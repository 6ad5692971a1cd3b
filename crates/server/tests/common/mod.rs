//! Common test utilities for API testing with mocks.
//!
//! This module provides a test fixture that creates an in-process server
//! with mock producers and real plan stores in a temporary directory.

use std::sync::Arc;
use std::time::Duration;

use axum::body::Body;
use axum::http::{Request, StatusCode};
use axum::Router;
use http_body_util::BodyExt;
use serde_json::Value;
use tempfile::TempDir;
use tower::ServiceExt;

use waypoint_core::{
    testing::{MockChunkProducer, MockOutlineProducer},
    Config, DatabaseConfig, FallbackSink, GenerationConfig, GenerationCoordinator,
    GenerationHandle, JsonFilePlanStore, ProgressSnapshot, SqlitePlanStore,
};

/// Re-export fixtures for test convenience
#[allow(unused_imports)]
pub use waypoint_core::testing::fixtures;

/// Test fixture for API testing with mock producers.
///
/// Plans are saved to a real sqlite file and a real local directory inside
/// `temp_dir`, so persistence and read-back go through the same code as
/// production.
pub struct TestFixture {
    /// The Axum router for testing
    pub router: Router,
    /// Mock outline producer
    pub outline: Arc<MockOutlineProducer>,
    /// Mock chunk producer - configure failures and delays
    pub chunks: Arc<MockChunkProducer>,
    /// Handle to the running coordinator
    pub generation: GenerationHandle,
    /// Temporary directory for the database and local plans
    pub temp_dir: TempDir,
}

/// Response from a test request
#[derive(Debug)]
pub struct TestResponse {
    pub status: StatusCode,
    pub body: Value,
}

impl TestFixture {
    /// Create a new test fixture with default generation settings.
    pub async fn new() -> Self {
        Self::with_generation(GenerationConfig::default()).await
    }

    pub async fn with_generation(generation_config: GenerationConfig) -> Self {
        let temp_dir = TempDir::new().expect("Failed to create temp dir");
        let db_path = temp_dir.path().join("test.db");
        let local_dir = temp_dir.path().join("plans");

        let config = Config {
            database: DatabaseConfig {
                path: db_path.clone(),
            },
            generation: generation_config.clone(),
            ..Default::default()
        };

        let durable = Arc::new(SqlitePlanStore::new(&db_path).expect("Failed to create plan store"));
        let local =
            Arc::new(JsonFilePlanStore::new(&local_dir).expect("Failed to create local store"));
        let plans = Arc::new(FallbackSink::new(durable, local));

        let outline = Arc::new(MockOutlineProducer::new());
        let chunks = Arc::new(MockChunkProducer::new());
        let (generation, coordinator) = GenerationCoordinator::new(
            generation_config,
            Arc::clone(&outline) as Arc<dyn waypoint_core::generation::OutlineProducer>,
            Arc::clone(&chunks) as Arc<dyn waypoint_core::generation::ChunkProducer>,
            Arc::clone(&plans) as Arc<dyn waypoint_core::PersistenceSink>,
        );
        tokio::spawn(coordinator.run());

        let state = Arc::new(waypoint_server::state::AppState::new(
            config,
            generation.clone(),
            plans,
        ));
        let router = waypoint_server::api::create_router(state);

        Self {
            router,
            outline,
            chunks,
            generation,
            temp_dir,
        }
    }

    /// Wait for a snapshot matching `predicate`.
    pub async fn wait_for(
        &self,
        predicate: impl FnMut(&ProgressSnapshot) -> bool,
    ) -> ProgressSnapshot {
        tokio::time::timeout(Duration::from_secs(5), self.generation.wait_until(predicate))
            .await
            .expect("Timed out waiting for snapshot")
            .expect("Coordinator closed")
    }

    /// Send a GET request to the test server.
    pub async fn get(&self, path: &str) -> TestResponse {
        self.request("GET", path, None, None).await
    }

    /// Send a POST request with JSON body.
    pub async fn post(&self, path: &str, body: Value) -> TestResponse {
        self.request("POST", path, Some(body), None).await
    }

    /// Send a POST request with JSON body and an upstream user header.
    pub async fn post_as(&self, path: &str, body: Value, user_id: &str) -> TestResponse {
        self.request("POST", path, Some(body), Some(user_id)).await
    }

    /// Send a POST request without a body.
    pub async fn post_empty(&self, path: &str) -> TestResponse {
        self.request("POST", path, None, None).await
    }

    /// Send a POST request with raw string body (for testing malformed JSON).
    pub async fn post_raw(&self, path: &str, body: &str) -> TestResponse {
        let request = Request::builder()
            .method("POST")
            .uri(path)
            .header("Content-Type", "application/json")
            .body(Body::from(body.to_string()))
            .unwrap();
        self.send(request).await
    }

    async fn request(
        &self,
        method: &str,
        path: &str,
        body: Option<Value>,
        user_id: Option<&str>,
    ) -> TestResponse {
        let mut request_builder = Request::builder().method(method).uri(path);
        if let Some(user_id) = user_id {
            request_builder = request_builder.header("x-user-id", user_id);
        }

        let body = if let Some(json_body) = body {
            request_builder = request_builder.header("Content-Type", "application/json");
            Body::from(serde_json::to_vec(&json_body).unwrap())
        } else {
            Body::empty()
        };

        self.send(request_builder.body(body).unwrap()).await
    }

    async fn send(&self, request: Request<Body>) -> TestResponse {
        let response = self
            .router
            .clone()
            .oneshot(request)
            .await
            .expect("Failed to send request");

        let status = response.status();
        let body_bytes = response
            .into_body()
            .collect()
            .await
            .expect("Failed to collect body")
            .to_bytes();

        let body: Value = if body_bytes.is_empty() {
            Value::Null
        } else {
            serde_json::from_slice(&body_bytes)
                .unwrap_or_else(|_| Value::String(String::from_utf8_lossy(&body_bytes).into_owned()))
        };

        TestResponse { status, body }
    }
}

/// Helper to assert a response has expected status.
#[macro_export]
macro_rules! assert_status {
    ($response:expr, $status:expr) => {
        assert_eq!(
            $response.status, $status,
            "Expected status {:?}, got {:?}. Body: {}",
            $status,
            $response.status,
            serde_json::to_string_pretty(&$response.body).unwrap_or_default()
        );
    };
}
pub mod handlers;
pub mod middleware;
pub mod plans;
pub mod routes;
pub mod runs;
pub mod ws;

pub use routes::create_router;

**Task details:**
Among the lines of these entries, find those that contain "Type". Give their number and nothing else.

**Written answer:**
2